In all deformed samples, neighbour-pair misorientation axes at misorientation angles larger than 10 have a distribution close to random (Figs. 4g, 5g, 6g), suggesting high-angle grain boundaries lack a crystallographic control. The core-and-mantle structures observed at lower temperatures (−20 and −30C) have misorientations axes of boundaries between small grains and their large or small neighbours that do not lie in the basal plane and have neither preferred nor rational crystallographic orientation (Fig. 7d). High-angle grain boundaries of “small” grains lack a crystallographic control within deformed samples. Subgrain rotation recrystallization can be considered a nucleation mechanism, but alone it cannot explain the misorientation axes of high-angle boundaries. Either a different nucleation mechanism is needed, or an additional process is needed to change the orientation of grains during or after nucleation. This discussion continues in the context of the CPO data in Sect. 4.1.4.

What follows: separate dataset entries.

use std::net::SocketAddr;
use std::sync::Arc;
use std::time::Duration;

use anyhow::{Context, Result};
use clap::{Arg, ArgMatches, Command};
use jobservice_core::{logging::init_logging, AppConfig};
use tokio::signal;
use tracing::{error, info, warn};

mod app;
mod shutdown;

use app::{load_job_file, AppMode, Application};
use shutdown::ShutdownManager;

#[tokio::main]
async fn main() -> Result<()> {
    let matches = Command::new("jobservice")
        .version("1.0.0")
        .about("分布式作业编排服务 - 作业跟踪与任务发布")
        .arg(
            Arg::new("config")
                .short('c')
                .long("config")
                .value_name("FILE")
                .help("配置文件路径"),
        )
        .arg(
            Arg::new("mode")
                .short('m')
                .long("mode")
                .value_name("MODE")
                .help("运行模式")
                .value_parser(["tracker", "submit"])
                .default_value("tracker"),
        )
        .arg(
            Arg::new("job")
                .long("job")
                .value_name("FILE")
                .help("作业定义JSON文件 (仅在submit模式下使用)")
                .required_if_eq("mode", "submit"),
        )
        .arg(
            Arg::new("partition")
                .long("partition")
                .value_name("PARTITION_ID")
                .help("作业所属分区")
                .default_value("default"),
        )
        .arg(
            Arg::new("job-id")
                .long("job-id")
                .value_name("JOB_ID")
                .help("作业ID (仅在submit模式下使用)")
                .required_if_eq("mode", "submit"),
        )
        .arg(
            Arg::new("log-level")
                .short('l')
                .long("log-level")
                .value_name("LEVEL")
                .help("日志级别，覆盖配置文件")
                .value_parser(["trace", "debug", "info", "warn", "error"]),
        )
        .arg(
            Arg::new("log-format")
                .long("log-format")
                .value_name("FORMAT")
                .help("日志格式，覆盖配置文件")
                .value_parser(["json", "pretty"]),
        )
        .get_matches();

    let config_path = matches.get_one::<String>("config").map(String::as_str);
    let mut config = AppConfig::load(config_path)
        .with_context(|| format!("加载配置失败: {}", config_path.unwrap_or("默认路径")))?;

    if let Some(level) = matches.get_one::<String>("log-level") {
        config.observability.log_level = level.clone();
    }
    if let Some(format) = matches.get_one::<String>("log-format") {
        config.observability.log_format = format.clone();
    }

    init_logging(
        &config.observability.log_level,
        &config.observability.log_format,
    )?;

    if config.observability.metrics_enabled {
        init_metrics(&config.observability.metrics_bind_address)?;
    }

    let mode = parse_app_mode(&matches)?;
    info!("启动作业服务，运行模式: {:?}", mode);

    let app = Arc::new(Application::new(config).await?);

    let result = match mode {
        AppMode::Tracker => run_tracker(Arc::clone(&app)).await,
        AppMode::Submit {
            job_file,
            partition_id,
            job_id,
        } => {
            let job = load_job_file(&job_file)?;
            app.submit(&partition_id, &job_id, &job).await.map(|outcome| {
                info!("作业 {}:{} 提交完成: {:?}", partition_id, job_id, outcome);
            })
        }
    };

    app.close().await;
    info!("作业服务已退出");
    result
}

async fn run_tracker(app: Arc<Application>) -> Result<()> {
    let shutdown_manager = ShutdownManager::new();

    let app_handle = {
        let shutdown_rx = shutdown_manager.subscribe().await;
        let app = Arc::clone(&app);

        tokio::spawn(async move {
            if let Err(e) = app.run_tracker(shutdown_rx).await {
                error!("跟踪Worker池运行失败: {e}");
            }
        })
    };

    wait_for_shutdown_signal().await;

    info!("收到关闭信号，开始优雅关闭...");
    shutdown_manager.shutdown().await;

    match tokio::time::timeout(Duration::from_secs(30), app_handle).await {
        Ok(Ok(())) => info!("跟踪Worker池已优雅关闭"),
        Ok(Err(e)) => error!("跟踪Worker池关闭时发生错误: {e}"),
        Err(_) => warn!("跟踪Worker池关闭超时，强制退出"),
    }

    Ok(())
}

fn parse_app_mode(matches: &ArgMatches) -> Result<AppMode> {
    let mode = matches
        .get_one::<String>("mode")
        .map(String::as_str)
        .unwrap_or("tracker");

    match mode {
        "tracker" => Ok(AppMode::Tracker),
        "submit" => {
            let required = |name: &str| {
                matches
                    .get_one::<String>(name)
                    .cloned()
                    .ok_or_else(|| anyhow::anyhow!("submit模式需要参数 --{name}"))
            };
            Ok(AppMode::Submit {
                job_file: required("job")?,
                partition_id: required("partition")?,
                job_id: required("job-id")?,
            })
        }
        _ => Err(anyhow::anyhow!("不支持的运行模式: {mode}")),
    }
}

/// 安装Prometheus指标导出器
fn init_metrics(bind_address: &str) -> Result<()> {
    let address: SocketAddr = bind_address
        .parse()
        .with_context(|| format!("无效的指标监听地址: {bind_address}"))?;

    let (recorder, exporter) = metrics_exporter_prometheus::PrometheusBuilder::new()
        .with_http_listener(address)
        .build()
        .map_err(|e| anyhow::anyhow!("创建Prometheus导出器失败: {e}"))?;

    metrics::set_global_recorder(recorder)
        .map_err(|e| anyhow::anyhow!("安装指标记录器失败: {e}"))?;

    tokio::spawn(async move {
        if let Err(e) = exporter.await {
            error!("Prometheus导出器退出: {e:?}");
        }
    });

    info!("Prometheus指标导出器监听于 {}", address);
    Ok(())
}

async fn wait_for_shutdown_signal() {
    let ctrl_c = async {
        if let Err(e) = signal::ctrl_c().await {
            error!("安装Ctrl+C信号处理器失败: {e}");
            std::future::pending::<()>().await;
        }
    };

    #[cfg(unix)]
    let terminate = async {
        match signal::unix::signal(signal::unix::SignalKind::terminate()) {
            Ok(mut sigterm) => {
                sigterm.recv().await;
            }
            Err(e) => {
                error!("安装SIGTERM信号处理器失败: {e}");
                std::future::pending::<()>().await;
            }
        }
    };

    #[cfg(not(unix))]
    let terminate = std::future::pending::<()>();

    tokio::select! {
        _ = ctrl_c => {
            info!("收到Ctrl+C信号");
        },
        _ = terminate => {
            info!("收到SIGTERM信号");
        },
    }
}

All measures of grain and subgrain sizes are smaller at lower temperatures (Table 3, Fig. 11b). This is likely a consequence of the higher stresses of the lower temperature experiments resulting in smaller subgrain and recrystallized grain sizes through a piezometer or similar relationship (Derby, 1991; Austin and Evans, 2007; Lopez-Sanchez and Llana-Fúnez, 2015; Cross et al., 2017a). Jacka and Li (1994) show an inverse relationship between ice grain size and stress from deformed ice samples that reach tertiary creep.

Grain boundary migration

Lobate grain boundaries are commonly interpreted as the result of strain-induced grain boundary migration (GBM) (Urai et al., 1986; Jessell, 1986; Duval and Castelnau., 1995). Samples deformed at −10 and −20C show more grains with lobate boundaries at higher strains (> 3 %), suggesting more widespread strain-induced GBM with an increasing strain. The proportion of repeated (i.e. interconnected and highly lobate) grains is generally higher in the higher-temperature experiments (Table 2, Sect. S4 of the Supplement). This observation suggests that GBM is also more widespread at higher temperatures. It is worth noticing that the data presented in this study are not sufficient to quantify the rate of GBM at high and low temperatures, because the rate of GBM depends on two parameters: the boundary mobility, which is a function of temperature, and the driving force, conventionally the dislocation density difference (Humphreys and Hatherley, 2004). The dislocation density difference is likely to be controlled by stress (Bailey and Hirsch, 1960; Ajaja, 1991). Under a lower temperature, the grain boundary mobility is likely to reduce. However, the differential stress for a given strain rate increases (Fig. 3). Consequently, the dislocation density difference is likely to be higher at a lower temperature.

4.1.3 CPO development

The CPO intensity and opening angle of the c-axis CPO decrease as the temperature drops. Previous studies suggest the CPO development is mainly controlled by the deformation and recrystallization mechanisms (Alley, 1992; Qi et al., 2017). Figure 14 explains how key processes (Fig. 14b) involved in the deformation and recrystallization mechanisms (Fig. 14a) may affect the CPO development as a function of strain and temperature (Fig. 14c). Many deformed samples exhibit an incompleteness of c-axis cone (lack of cylindrical symmetry) (Figs. 8–10). The incompleteness of c-axis cone is more severe for 5 µm EBSD maps collected from a much smaller area than 30 µm EBSD maps (Fig. 12). These phenomena are common to all ice CPOs from measurements on single-sample planes (by EBSD or optical methods: see any of the papers cited) but are not so apparent in neutron diffraction data (Piazolo et al., 2013; Wilson et al., 2019) that sample a larger volume, suggesting that a single plane through a deformed sample does not generally contain sufficient grains for a fully representative CPO.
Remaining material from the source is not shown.